Saturday, October 12, 2013
Let your characters guide you - by Rita Karnopp
Before we begin typing that first word - we always
(or most times) have the ending in mind.
There are a couple books I had an idea of what I wanted my end result to
be – how I got there was something of a mystery. My point - we don’t always end up
where we think we will.
You must be willing to adapt . . . make changes,
be aware of the flow of your story.
Never . . . never . . . never . . . cling to your synopsis because it
was how the ‘story was supposed to go.’
Really??? I believe a story never
goes the way I planned – I have to be open for my characters to surprise
me. And boy – do they surprise me!
Be open minded while writing - Keep in mind – what
works for one book won’t always work for the next. Characters in each book are different and you
must always let them lead you through each scene. Listen to them . . . and give them free rein!
How exciting when your character demands something
different – something you never thought of!
Allow your characters to add atmosphere and excitement. Think of it this way – as your characters
develop . . . the story unfolds into places you never imagined.

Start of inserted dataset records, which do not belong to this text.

//! Snapping hook consulted while dragging points.
//!
//! Smart guides live outside the engine; they plug in through
//! [`SnapProvider`]. A plain grid snapper is provided.

use crate::shapes::{Element, ElementId};
use kurbo::Point;

/// Default grid spacing in target pixels.
pub const GRID_SIZE: f64 = 20.0;

/// Result of a snap operation.
#[derive(Debug, Clone, Copy, PartialEq)]
pub struct SnapResult {
    /// The snapped point.
    pub point: Point,
    pub snapped_x: bool,
    pub snapped_y: bool,
}

impl SnapResult {
    /// Create a result with no snapping.
    pub fn none(point: Point) -> Self {
        Self {
            point,
            snapped_x: false,
            snapped_y: false,
        }
    }

    pub fn is_snapped(&self) -> bool {
        self.snapped_x || self.snapped_y
    }
}

/// Adjusts a dragged position. Coordinates are in target space.
pub trait SnapProvider {
    /// `dragged` is the element being edited; `others` are the remaining
    /// visible elements.
    fn snap(&self, point: Point, dragged: ElementId, others: &[&Element]) -> SnapResult;
}

/// Snap to the nearest grid intersection within a threshold.
#[derive(Debug, Clone, Copy)]
pub struct GridSnap {
    pub size: f64,
    /// Maximum distance per axis for a snap to apply.
    pub threshold: f64,
}

impl Default for GridSnap {
    fn default() -> Self {
        Self {
            size: GRID_SIZE,
            threshold: GRID_SIZE / 2.0,
        }
    }
}

impl SnapProvider for GridSnap {
    fn snap(&self, point: Point, _dragged: ElementId, _others: &[&Element]) -> SnapResult {
        let snapped = snap_to_grid(point, self.size);
        let snapped_x = (snapped.x - point.x).abs() <= self.threshold;
        let snapped_y = (snapped.y - point.y).abs() <= self.threshold;
        SnapResult {
            point: Point::new(
                if snapped_x { snapped.x } else { point.x },
                if snapped_y { snapped.y } else { point.y },
            ),
            snapped_x,
            snapped_y,
        }
    }
}

/// Snap a point to the nearest grid intersection.
pub fn snap_to_grid(point: Point, grid_size: f64) -> Point {
    if grid_size <= 0.0 {
        return point;
    }
    Point::new(
        (point.x / grid_size).round() * grid_size,
        (point.y / grid_size).round() * grid_size,
    )
}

Release the control. You know you’re a talented
writer. That doesn’t mean you’re instantly good at letting go – giving your
character permission to be him/herself.
Never start writing a book with ideas set in
stone. Guidelines will keep you from
writing yourself into a corner, but don’t be so controlling you won’t allow
something unexpected to happen.
Allow your characters to laugh, cry, have highs
and definitely lows. Make them feel . .
. and the reader will respond. By
allowing your character a ‘voice’ - the
dialog will flow with ease and belief.
Step in because you don’t like the direction and your reader will be
jerked out of the scene – maybe forever.
Believe in your characters. As I said at the
beginning, we don’t always end up where we think we will. That’s the good news! When your character surprises you while
you’re writing – it surprises the reader.

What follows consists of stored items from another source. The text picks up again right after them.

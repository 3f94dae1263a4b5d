//! The document aggregate owned by the engine.

use crate::arrange::Group;
use crate::error::{EngineError, EngineResult};
use crate::layers::LayerState;
use crate::selection::DragState;
use crate::shapes::{Element, ElementId, GroupId, SyncState};
use crate::tools::DrawingMode;
use kurbo::Point;
use serde::{Deserialize, Serialize};
use std::collections::HashMap;

/// The part of the document that history records and restores.
///
/// Transient interaction state (drag, in-progress element, clipboard,
/// media flag) is deliberately absent.
#[derive(Debug, Clone, PartialEq, Default)]
pub struct HistorySnapshot {
    pub elements: Vec<Element>,
    pub selected: Vec<ElementId>,
    pub mode: DrawingMode,
    pub layers: LayerState,
}

/// Persistent representation written by [`DocumentState::to_json`].
#[derive(Debug, Clone, Serialize, Deserialize)]
struct DocumentFile {
    version: u32,
    elements: Vec<Element>,
    #[serde(default)]
    layers: LayerState,
}

const DOCUMENT_VERSION: u32 = 1;

/// Counts of elements per sync state.
#[derive(Debug, Clone, Copy, PartialEq, Eq, Default, Serialize, Deserialize)]
pub struct SyncStats {
    pub new: usize,
    pub edited: usize,
    pub saved: usize,
    pub deleted: usize,
    pub total: usize,
}

/// Everything the engine edits.
#[derive(Debug, Clone, Default)]
pub struct DocumentState {
    /// All elements in paint order, including soft-deleted ones.
    pub elements: Vec<Element>,
    pub selected: Vec<ElementId>,
    pub mode: DrawingMode,
    pub layers: LayerState,
    /// Derived from `Element::group_id`.
    pub groups: HashMap<GroupId, Group>,
    pub clipboard: Vec<Element>,
    /// Number of pastes since the last copy, scales the paste offset.
    pub paste_count: u32,
    pub drag: Option<DragState>,
    /// Element currently being drawn.
    pub in_progress: Option<Element>,
    /// A two-point element is being dragged out.
    pub drawing: bool,
    pub media_loaded: bool,
}

impl DocumentState {
    pub fn new(layers: LayerState) -> Self {
        Self {
            layers,
            ..Self::default()
        }
    }

    /// Copy of the persistent part for history.
    pub fn clone_for_history(&self) -> HistorySnapshot {
        HistorySnapshot {
            elements: self.elements.clone(),
            selected: self.selected.clone(),
            mode: self.mode,
            layers: self.layers.clone(),
        }
    }

    /// Replace the persistent part. Gesture state is left to the caller.
    pub fn apply_snapshot(&mut self, snapshot: HistorySnapshot) {
        self.elements = snapshot.elements;
        self.selected = snapshot.selected;
        self.mode = snapshot.mode;
        self.layers = snapshot.layers;
        self.rebuild_groups();
    }

    /// Forget drag and drawing state.
    pub fn clear_transient(&mut self) {
        self.drag = None;
        self.in_progress = None;
        self.drawing = false;
    }

    pub fn get(&self, id: ElementId) -> Option<&Element> {
        self.elements.iter().find(|e| e.id == id)
    }

    pub fn get_mut(&mut self, id: ElementId) -> Option<&mut Element> {
        self.elements.iter_mut().find(|e| e.id == id)
    }

    pub fn index_of(&self, id: ElementId) -> Option<usize> {
        self.elements.iter().position(|e| e.id == id)
    }

    pub fn require(&self, id: ElementId) -> EngineResult<&Element> {
        self.get(id).ok_or(EngineError::ElementNotFound(id))
    }

    pub fn is_selected(&self, id: ElementId) -> bool {
        self.selected.contains(&id)
    }

    /// Elements that are drawn: completed, not deleted, on a rendered layer.
    pub fn visible_elements(&self) -> impl Iterator<Item = &Element> {
        self.elements
            .iter()
            .filter(|e| e.is_exportable() && self.layers.is_element_rendered(e))
    }

    /// Visible elements in back-to-front paint order.
    pub fn paint_order(&self) -> Vec<&Element> {
        self.layers
            .render_plan(&self.elements)
            .into_iter()
            .flat_map(|entry| entry.element_ids)
            .filter_map(|id| self.get(id))
            .collect()
    }

    /// Topmost editable element under a target-space point.
    pub fn element_at(&self, point: Point, tolerance: f64) -> Option<ElementId> {
        self.paint_order()
            .into_iter()
            .rev()
            .find(|e| self.layers.is_element_editable(e) && e.hit_test(point, tolerance))
            .map(|e| e.id)
    }

    pub fn selected_elements(&self) -> Vec<&Element> {
        self.elements.iter().filter(|e| self.is_selected(e.id)).collect()
    }

    /// Recompute groups from element group ids.
    pub fn rebuild_groups(&mut self) {
        let mut members: HashMap<GroupId, Vec<&Element>> = HashMap::new();
        for element in self.elements.iter().filter(|e| !e.is_deleted()) {
            if let Some(group_id) = element.group_id {
                members.entry(group_id).or_default().push(element);
            }
        }
        let previous = std::mem::take(&mut self.groups);
        self.groups = members
            .into_iter()
            .filter_map(|(id, elements)| {
                let mut group = Group::from_elements(id, &elements)?;
                if let Some(old) = previous.get(&id) {
                    group.created_at = old.created_at;
                    group.metadata = old.metadata.clone();
                }
                Some((id, group))
            })
            .collect();
    }

    /// All live members of the group containing `id` (or just `id`).
    pub fn group_members(&self, id: ElementId) -> Vec<ElementId> {
        match self.get(id).and_then(|e| e.group_id) {
            Some(group_id) => self
                .elements
                .iter()
                .filter(|e| e.group_id == Some(group_id) && !e.is_deleted())
                .map(|e| e.id)
                .collect(),
            None => vec![id],
        }
    }

    pub fn elements_with_state(&self, state: SyncState) -> Vec<&Element> {
        self.elements.iter().filter(|e| e.sync_state == state).collect()
    }

    pub fn sync_stats(&self) -> SyncStats {
        let mut stats = SyncStats {
            total: self.elements.len(),
            ..SyncStats::default()
        };
        for element in &self.elements {
            match element.sync_state {
                SyncState::New => stats.new += 1,
                SyncState::Edited => stats.edited += 1,
                SyncState::Saved => stats.saved += 1,
                SyncState::Deleted => stats.deleted += 1,
            }
        }
        stats
    }

    /// Serialize elements and layers.
    pub fn to_json(&self) -> EngineResult<String> {
        let file = DocumentFile {
            version: DOCUMENT_VERSION,
            elements: self.elements.clone(),
            layers: self.layers.clone(),
        };
        serde_json::to_string_pretty(&file).map_err(|e| EngineError::Document(e.to_string()))
    }

    /// Parse a document written by [`Self::to_json`].
    ///
    /// Membership is repaired from the element side so the result is
    /// always consistent.
    pub fn from_json(json: &str) -> EngineResult<Self> {
        let file: DocumentFile = serde_json::from_str(json).map_err(|e| EngineError::Document(e.to_string()))?;
        if file.version > DOCUMENT_VERSION {
            return Err(EngineError::Document(format!("unsupported document version {}", file.version)));
        }
        let mut layers = file.layers;
        for layer in &mut layers.layers {
            layer.element_ids.clear();
        }
        if layers.active_layer_id.is_none_or(|id| layers.index_of(id).is_none()) {
            layers.active_layer_id = layers.layers.first().map(|l| l.id);
        }
        let mut elements = file.elements;
        for element in elements.iter_mut() {
            if element.layer_id.is_some_and(|id| layers.index_of(id).is_none()) {
                element.layer_id = None;
            }
            if element.is_deleted() {
                element.layer_id = None;
            }
        }
        for element in &elements {
            if let Some(layer) = element.layer_id.and_then(|id| layers.get_mut(id)) {
                layer.element_ids.push(element.id);
            }
        }
        let mut doc = Self::new(layers);
        doc.elements = elements;
        doc.rebuild_groups();
        Ok(doc)
    }
}

#[cfg(test)]
mod tests {
    use super::*;
    use crate::shapes::ElementKind;
    use crate::tools::DrawingMode;
    use kurbo::Point;

    fn line(x: f64) -> Element {
        let mut e = Element::new(ElementKind::Line, vec![Point::new(x, 0.0), Point::new(x, 100.0)]);
        e.completed = true;
        e
    }

    #[test]
    fn test_clone_for_history_omits_transient_state() {
        let mut doc = DocumentState::new(LayerState::with_default_layer("Layer 1"));
        doc.elements.push(line(10.0));
        doc.in_progress = Some(line(20.0));
        doc.drawing = true;
        doc.clipboard.push(line(30.0));
        doc.mode = DrawingMode::Line;

        let snapshot = doc.clone_for_history();
        assert_eq!(snapshot.elements.len(), 1);
        assert_eq!(snapshot.mode, DrawingMode::Line);

        let mut other = doc.clone();
        other.elements.clear();
        other.apply_snapshot(snapshot);
        assert_eq!(other.elements.len(), 1);
        // A published edit does not cancel the gesture in progress.
        assert!(other.in_progress.is_some());
        other.clear_transient();
        assert!(other.in_progress.is_none());
        assert!(!other.drawing);
        // The clipboard is not part of history and survives restores.
        assert_eq!(other.clipboard.len(), 1);
    }

    #[test]
    fn test_element_at_prefers_topmost() {
        let mut doc = DocumentState::new(LayerState::with_default_layer("Layer 1"));
        let mut elements = vec![line(10.0), line(12.0)];
        doc.layers.adopt(&mut elements);
        doc.elements = elements;
        let top = doc.elements[1].id;
        assert_eq!(doc.element_at(Point::new(11.0, 50.0), 3.0), Some(top));
        assert_eq!(doc.element_at(Point::new(50.0, 50.0), 3.0), None);
    }

    #[test]
    fn test_deleted_elements_not_hit() {
        let mut doc = DocumentState::default();
        let mut e = line(10.0);
        e.sync_state = SyncState::Deleted;
        doc.elements.push(e);
        assert_eq!(doc.element_at(Point::new(10.0, 50.0), 3.0), None);
        assert_eq!(doc.visible_elements().count(), 0);
    }

    #[test]
    fn test_groups_rebuilt_from_elements() {
        let mut doc = DocumentState::default();
        let group_id = uuid::Uuid::new_v4();
        let mut a = line(0.0);
        let mut b = line(50.0);
        a.group_id = Some(group_id);
        b.group_id = Some(group_id);
        doc.elements = vec![a, b, line(200.0)];
        doc.rebuild_groups();
        let group = doc.groups.get(&group_id).unwrap();
        assert_eq!(group.element_ids.len(), 2);
        assert!((group.bounds.x1 - 50.0).abs() < 1e-9);
        assert_eq!(doc.group_members(doc.elements[0].id).len(), 2);
        assert_eq!(doc.group_members(doc.elements[2].id).len(), 1);
    }

    #[test]
    fn test_json_roundtrip_repairs_membership() {
        let mut doc = DocumentState::new(LayerState::with_default_layer("Layer 1"));
        let mut elements = vec![line(1.0), line(2.0)];
        doc.layers.adopt(&mut elements);
        doc.elements = elements;
        let json = doc.to_json().unwrap();

        let loaded = DocumentState::from_json(&json).unwrap();
        assert_eq!(loaded.elements, doc.elements);
        assert_eq!(loaded.layers.layers[0].element_ids.len(), 2);
        assert!(loaded.layers.is_consistent_with(&loaded.elements));

        assert!(matches!(DocumentState::from_json("{"), Err(EngineError::Document(_))));
    }

    #[test]
    fn test_sync_stats() {
        let mut doc = DocumentState::default();
        let mut saved = line(1.0);
        saved.sync_state = SyncState::Saved;
        doc.elements = vec![line(0.0), saved];
        let stats = doc.sync_stats();
        assert_eq!(stats.new, 1);
        assert_eq!(stats.saved, 1);
        assert_eq!(stats.total, 2);
    }
}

Some of my greatest scenes were created by my characters; their
personality, reaction, and drive or direction leads them to places only they
can imagine. Trust them – you’ll love
where it takes you!
Books We Love just released Rita’s fifteenth book,
Thunder
The world of professional wresting is a volatile,
exciting, and action-packed world and even more so behind the scenes. Keme
(Thunder), a Blackfeet fan favorite wrestler at the top of his game, is found
hanging from the rafters of his training facility. Is it murder . . . or suicide?
Find Rita at:
Website: http://ritakarnopp.com
Facebook: rita.karnopp@facebook.com
LinkedIn: rita karnopp
Blog: http://mizging.blogspot.com/
Contact her at: ritakarnopp@bresnan.net
Facebook: rita.karnopp@facebook.com
LinkedIn: rita karnopp
Blog: http://mizging.blogspot.com/
Contact her at: ritakarnopp@bresnan.net
Wednesday, October 9, 2013
Goal, Motivation, and Conflict by Shirley Martin
In her excellent how-to book, Debra Dixon refers to
Goal, Motivation, and Conflict as the building blocks of fiction. What does your
protagonist want? (Goal.) Why does she want it? (Motivation.) What prevents her
from attaining her goal? (Conflict.) In planning a novel or novella, its a good
idea to flesh out your characters, create well-rounded people with an outer and
inner GMC.
My historical romance, "Forbidden Love," centers around an actual event, the Homestead Steel Strike of 1892. My heroine, Lisa, is an only child of well-to-do parents, living in an affluent neighborhood on the outskirts of Pittsburgh. When Lisa's father dies, he leaves his widow and daughter with many debts, on the verge of poverty. This circumstance leads to Lisa's outer GMC.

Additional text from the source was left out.